## Task objective
Keep only the lines that hold the string "PaginatedResult", filtering out the rest of the entries below.

Segment Open

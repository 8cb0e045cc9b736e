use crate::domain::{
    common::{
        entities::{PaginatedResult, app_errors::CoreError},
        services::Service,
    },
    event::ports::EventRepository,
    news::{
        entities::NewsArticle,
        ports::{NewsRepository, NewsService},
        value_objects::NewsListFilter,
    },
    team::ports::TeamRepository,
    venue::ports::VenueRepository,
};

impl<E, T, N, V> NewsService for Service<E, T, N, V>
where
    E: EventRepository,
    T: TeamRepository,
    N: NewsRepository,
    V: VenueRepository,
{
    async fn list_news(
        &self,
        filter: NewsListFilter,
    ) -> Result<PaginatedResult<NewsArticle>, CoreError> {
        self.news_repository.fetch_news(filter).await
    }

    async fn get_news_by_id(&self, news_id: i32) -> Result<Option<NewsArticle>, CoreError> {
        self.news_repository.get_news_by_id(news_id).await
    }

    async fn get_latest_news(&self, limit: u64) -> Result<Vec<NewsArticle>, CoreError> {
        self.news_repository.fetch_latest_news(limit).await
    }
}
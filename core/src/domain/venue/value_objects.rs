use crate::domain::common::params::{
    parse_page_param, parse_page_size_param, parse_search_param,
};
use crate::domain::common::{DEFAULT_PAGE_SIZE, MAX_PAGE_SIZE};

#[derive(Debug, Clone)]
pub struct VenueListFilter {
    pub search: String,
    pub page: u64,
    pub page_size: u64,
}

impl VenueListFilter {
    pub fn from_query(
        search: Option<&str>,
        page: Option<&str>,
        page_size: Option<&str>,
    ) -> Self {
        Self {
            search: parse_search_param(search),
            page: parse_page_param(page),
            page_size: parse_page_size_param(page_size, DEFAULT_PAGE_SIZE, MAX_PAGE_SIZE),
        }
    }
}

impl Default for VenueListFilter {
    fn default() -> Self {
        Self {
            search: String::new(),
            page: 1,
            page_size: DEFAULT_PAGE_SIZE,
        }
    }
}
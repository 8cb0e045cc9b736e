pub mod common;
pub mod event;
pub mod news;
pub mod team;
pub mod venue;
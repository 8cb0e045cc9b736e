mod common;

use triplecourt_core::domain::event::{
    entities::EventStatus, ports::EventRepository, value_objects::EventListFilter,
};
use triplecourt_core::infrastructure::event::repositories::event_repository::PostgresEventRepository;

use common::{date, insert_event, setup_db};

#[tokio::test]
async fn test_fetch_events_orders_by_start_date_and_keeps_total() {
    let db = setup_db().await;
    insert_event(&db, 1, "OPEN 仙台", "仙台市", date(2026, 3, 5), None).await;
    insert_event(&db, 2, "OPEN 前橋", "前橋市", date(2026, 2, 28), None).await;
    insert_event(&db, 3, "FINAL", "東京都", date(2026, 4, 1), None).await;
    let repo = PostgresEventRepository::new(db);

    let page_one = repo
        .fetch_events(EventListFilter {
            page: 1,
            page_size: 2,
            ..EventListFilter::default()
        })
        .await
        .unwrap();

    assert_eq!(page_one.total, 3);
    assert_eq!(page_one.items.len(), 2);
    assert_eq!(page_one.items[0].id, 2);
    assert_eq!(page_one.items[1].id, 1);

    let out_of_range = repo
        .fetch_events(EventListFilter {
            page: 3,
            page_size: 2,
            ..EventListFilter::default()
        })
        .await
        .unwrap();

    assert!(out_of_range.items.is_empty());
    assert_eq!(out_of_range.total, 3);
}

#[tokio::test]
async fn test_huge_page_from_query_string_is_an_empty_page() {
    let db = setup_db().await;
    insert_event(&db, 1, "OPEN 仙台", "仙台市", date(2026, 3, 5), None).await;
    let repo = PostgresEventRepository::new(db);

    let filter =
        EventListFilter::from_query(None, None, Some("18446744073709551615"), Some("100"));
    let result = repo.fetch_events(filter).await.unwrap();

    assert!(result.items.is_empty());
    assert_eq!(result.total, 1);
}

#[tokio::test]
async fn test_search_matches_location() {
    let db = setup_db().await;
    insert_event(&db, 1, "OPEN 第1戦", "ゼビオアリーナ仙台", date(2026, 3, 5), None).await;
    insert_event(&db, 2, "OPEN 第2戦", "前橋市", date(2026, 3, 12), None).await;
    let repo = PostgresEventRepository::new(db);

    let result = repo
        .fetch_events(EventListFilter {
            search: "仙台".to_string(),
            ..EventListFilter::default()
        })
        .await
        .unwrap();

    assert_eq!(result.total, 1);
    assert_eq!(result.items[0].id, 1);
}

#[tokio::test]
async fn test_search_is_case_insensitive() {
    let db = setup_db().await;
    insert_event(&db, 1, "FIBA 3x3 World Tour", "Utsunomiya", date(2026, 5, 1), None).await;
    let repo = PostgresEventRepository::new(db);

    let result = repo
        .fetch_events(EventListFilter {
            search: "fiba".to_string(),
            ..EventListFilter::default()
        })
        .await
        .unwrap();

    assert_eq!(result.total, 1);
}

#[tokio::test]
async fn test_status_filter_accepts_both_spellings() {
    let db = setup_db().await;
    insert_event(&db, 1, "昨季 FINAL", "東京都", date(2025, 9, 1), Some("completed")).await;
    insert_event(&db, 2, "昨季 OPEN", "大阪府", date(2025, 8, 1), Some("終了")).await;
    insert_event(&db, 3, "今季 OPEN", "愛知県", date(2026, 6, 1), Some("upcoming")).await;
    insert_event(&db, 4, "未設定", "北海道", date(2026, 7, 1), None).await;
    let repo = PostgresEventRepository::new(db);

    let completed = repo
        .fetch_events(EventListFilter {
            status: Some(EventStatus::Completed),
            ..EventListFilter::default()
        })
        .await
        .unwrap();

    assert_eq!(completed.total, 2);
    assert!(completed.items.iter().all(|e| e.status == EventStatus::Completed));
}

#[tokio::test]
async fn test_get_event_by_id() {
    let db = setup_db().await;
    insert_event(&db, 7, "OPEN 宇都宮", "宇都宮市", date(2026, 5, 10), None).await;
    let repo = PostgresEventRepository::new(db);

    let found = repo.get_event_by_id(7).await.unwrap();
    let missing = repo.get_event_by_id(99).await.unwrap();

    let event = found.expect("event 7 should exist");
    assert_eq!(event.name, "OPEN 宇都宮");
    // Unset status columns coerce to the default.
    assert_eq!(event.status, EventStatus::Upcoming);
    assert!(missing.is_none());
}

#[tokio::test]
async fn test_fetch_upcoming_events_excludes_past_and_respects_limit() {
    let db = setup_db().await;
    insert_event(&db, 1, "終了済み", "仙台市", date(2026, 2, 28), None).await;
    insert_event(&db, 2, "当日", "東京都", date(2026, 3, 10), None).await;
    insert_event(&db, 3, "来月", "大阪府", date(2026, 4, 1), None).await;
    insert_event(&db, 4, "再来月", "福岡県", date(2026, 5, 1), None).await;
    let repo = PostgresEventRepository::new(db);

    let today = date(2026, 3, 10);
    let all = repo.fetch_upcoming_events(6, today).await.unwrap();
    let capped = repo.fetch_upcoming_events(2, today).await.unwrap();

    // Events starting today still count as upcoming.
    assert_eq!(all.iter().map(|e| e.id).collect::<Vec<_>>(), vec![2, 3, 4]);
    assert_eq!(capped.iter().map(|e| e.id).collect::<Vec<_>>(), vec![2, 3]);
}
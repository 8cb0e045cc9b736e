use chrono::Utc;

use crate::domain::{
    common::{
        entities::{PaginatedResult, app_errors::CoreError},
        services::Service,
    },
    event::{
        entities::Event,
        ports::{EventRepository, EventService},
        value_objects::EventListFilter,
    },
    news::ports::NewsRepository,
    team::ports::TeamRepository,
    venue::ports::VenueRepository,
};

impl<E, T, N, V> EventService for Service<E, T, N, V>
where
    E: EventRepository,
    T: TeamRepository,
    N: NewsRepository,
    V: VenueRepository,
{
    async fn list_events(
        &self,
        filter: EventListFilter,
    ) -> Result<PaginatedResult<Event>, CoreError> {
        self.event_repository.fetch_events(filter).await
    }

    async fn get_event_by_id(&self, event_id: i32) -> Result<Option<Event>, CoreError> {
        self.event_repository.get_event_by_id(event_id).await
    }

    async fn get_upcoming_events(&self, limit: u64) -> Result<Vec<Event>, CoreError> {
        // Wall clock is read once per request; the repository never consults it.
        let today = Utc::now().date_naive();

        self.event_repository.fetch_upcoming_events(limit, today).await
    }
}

Segment Closed

## Expected answer
        entities::{PaginatedResult, app_errors::CoreError},
    ) -> Result<PaginatedResult<NewsArticle>, CoreError> {
        entities::{PaginatedResult, app_errors::CoreError},
    ) -> Result<PaginatedResult<Event>, CoreError> {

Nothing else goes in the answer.